Records from a data collection:
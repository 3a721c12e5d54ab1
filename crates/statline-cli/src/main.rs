// Statline entry point.
//
// Startup sequence:
// 1. Parse arguments
// 2. Load config (copying defaults on first run)
// 3. Initialize tracing (log to file; stdout carries the report)
// 4. Load the league datasets (skipped for commands that only read the catalog)
// 5. Run the requested command

mod export;
mod render;

use std::path::{Path, PathBuf};

use anyhow::{bail, Context};
use clap::{Args, Parser, Subcommand};
use tracing::info;

use statline_baseball::catalog;
use statline_baseball::franchise::FranchiseResolver;
use statline_baseball::leaderboard::{self, LeaderboardRequest, LeagueContext};
use statline_baseball::qualification::{CareerMinimums, QualificationRates};
use statline_baseball::search::PlayerIndex;
use statline_baseball::standings;
use statline_core::config::{self, Config};
use statline_core::data;
use statline_core::model::{LeagueData, Side};

#[derive(Parser)]
#[command(name = "statline")]
#[command(about = "Leaderboards, standings and player search for a simulated baseball league")]
#[command(version)]
struct Cli {
    /// Directory holding the league JSON files (overrides data.dir in config)
    #[arg(long, global = true)]
    data_dir: Option<PathBuf>,

    #[command(subcommand)]
    command: Command,
}

#[derive(Subcommand)]
enum Command {
    /// Show all-time, single-season and per-season leaders for a stat
    Leaders(LeadersArgs),

    /// Show division standings for a season
    Standings {
        /// Season identifier, e.g. S12 (defaults to the latest season)
        #[arg(long)]
        season: Option<String>,
    },

    /// Find players by current or former name, or by id
    Search {
        /// Name fragment (two characters or more) or player id
        query: String,
    },

    /// List the stats available for leaderboards
    Stats {
        /// List pitching stats instead of batting stats
        #[arg(long)]
        pitching: bool,
    },
}

#[derive(Args)]
struct LeadersArgs {
    /// Stat label, e.g. HR, BA, ERA, W-L%
    stat: String,

    /// Rank pitchers instead of hitters
    #[arg(long)]
    pitching: bool,

    /// Franchise key or team abbreviation
    #[arg(long)]
    team: Option<String>,

    /// Player type (pitching types match by prefix)
    #[arg(long = "type")]
    player_type: Option<String>,

    /// Worst qualifiers first
    #[arg(long)]
    reverse: bool,

    /// Rows per leaderboard (defaults to leaderboard.length in config)
    #[arg(long)]
    length: Option<usize>,

    /// Only show one tier: all-time, single-season, or a season such as S4
    #[arg(long)]
    tier: Option<String>,

    /// Also write the shown rows to a CSV file
    #[arg(long)]
    csv: Option<PathBuf>,
}

fn main() -> anyhow::Result<()> {
    let cli = Cli::parse();

    let config = config::load_config().context("failed to load configuration")?;
    init_tracing(&config.logging.filter)?;
    info!("Statline starting up");

    if let Some(side) = catalog_only(&cli.command) {
        print!("{}", render::stat_list(side));
        return Ok(());
    }

    let data_dir = match &cli.data_dir {
        Some(dir) => dir.clone(),
        None => PathBuf::from(&config.data.dir),
    };
    let data = data::load_league_data(&data_dir)
        .with_context(|| format!("failed to load league data from {}", data_dir.display()))?;
    FranchiseResolver::new(&data.franchises).validate();

    match cli.command {
        Command::Leaders(args) => run_leaders(&args, &config, &data),
        Command::Standings { season } => run_standings(season.as_deref(), &data),
        Command::Search { query } => run_search(&query, &data),
        // Answered from the catalog before loading data.
        Command::Stats { .. } => Ok(()),
    }
}

/// Commands answered from the static stat catalog, without league data.
fn catalog_only(command: &Command) -> Option<Side> {
    match command {
        Command::Stats { pitching } => Some(side_for(*pitching)),
        _ => None,
    }
}

fn side_for(pitching: bool) -> Side {
    if pitching {
        Side::Pitching
    } else {
        Side::Hitting
    }
}

fn run_leaders(args: &LeadersArgs, config: &Config, data: &LeagueData) -> anyhow::Result<()> {
    let side = side_for(args.pitching);
    if catalog::resolve_field(&args.stat, side).is_none() {
        bail!(
            "`{}` is not a {} stat (run `statline stats{}` for the list)",
            args.stat,
            side.label(),
            if args.pitching { " --pitching" } else { "" }
        );
    }

    let request = LeaderboardRequest {
        side,
        team: args.team.clone(),
        player_type: args.player_type.clone(),
        reverse: args.reverse,
        length: args.length.unwrap_or(config.leaderboard.length),
        rates: QualificationRates::from(&config.qualification),
        career: CareerMinimums::from(&config.qualification.career),
    };
    let ctx = LeagueContext::from_data(data);
    let mut boards = leaderboard::build(&args.stat, data.rows(side), &ctx, &request);

    if let Some(wanted) = &args.tier {
        if !render::keep_tier(&mut boards, wanted) {
            bail!("no leaderboard tier named `{}`", wanted);
        }
    }
    info!(
        "Built {} {} leaderboards across {} tiers",
        side.label(),
        args.stat,
        boards.tiers.len()
    );

    print!("{}", render::leaderboards(&boards, data));

    if let Some(path) = &args.csv {
        let written = export::write_csv_file(path, &boards, data)?;
        info!("Wrote {} rows to {}", written, path.display());
        println!("Wrote {} rows to {}", written, path.display());
    }
    Ok(())
}

fn run_standings(season: Option<&str>, data: &LeagueData) -> anyhow::Result<()> {
    let season = match season {
        Some(s) => s.to_string(),
        None => data
            .seasons_with_stats()
            .pop()
            .context("no seasons with stats to show standings for")?,
    };

    let records = standings::team_records(&season, &data.pitching, data.seasons.scheduled(&season));
    let table = standings::standings(&season, &records, &data.divisions);
    if table.is_empty() {
        bail!("no division layout for {}", season);
    }
    print!("{}", render::standings(&season, &table, &FranchiseResolver::new(&data.franchises)));
    Ok(())
}

fn run_search(query: &str, data: &LeagueData) -> anyhow::Result<()> {
    let index = PlayerIndex::new(&data.players);
    let hits = index.search(query);
    info!("Search {:?} matched {} players", query, hits.len());
    print!("{}", render::suggestions(&hits));
    Ok(())
}

/// Initialize tracing to log to a file so stdout stays clean for reports.
fn init_tracing(default_filter: &str) -> anyhow::Result<()> {
    use tracing_subscriber::fmt;
    use tracing_subscriber::EnvFilter;

    let log_dir = std::env::current_dir()?.join("logs");
    std::fs::create_dir_all(&log_dir)?;

    let log_file = std::fs::File::create(log_path(&log_dir))?;

    let subscriber = fmt::Subscriber::builder()
        .with_env_filter(
            EnvFilter::try_from_default_env().unwrap_or_else(|_| EnvFilter::new(default_filter)),
        )
        .with_writer(log_file)
        .with_ansi(false)
        .with_target(true)
        .with_thread_ids(true)
        .with_line_number(true)
        .finish();

    tracing::subscriber::set_global_default(subscriber)
        .context("failed to set tracing subscriber")?;

    Ok(())
}

fn log_path(log_dir: &Path) -> PathBuf {
    log_dir.join("statline.log")
}

// ---------------------------------------------------------------------------
// Tests
// ---------------------------------------------------------------------------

◆ **TASK TO CARRY OUT**: In the answer, give the lines from the first line of the data through the line with "mod render;", exactly as they appear and with no additions.

◆ **RESULT OF THE TASK**:
repository 3a721c12e5d54ab1
filename crates/statline-cli/src/main.rs
// Statline entry point.
//
// Startup sequence:
// 1. Parse arguments
// 2. Load config (copying defaults on first run)
// 3. Initialize tracing (log to file; stdout carries the report)
// 4. Load the league datasets (skipped for commands that only read the catalog)
// 5. Run the requested command

mod export;
mod render;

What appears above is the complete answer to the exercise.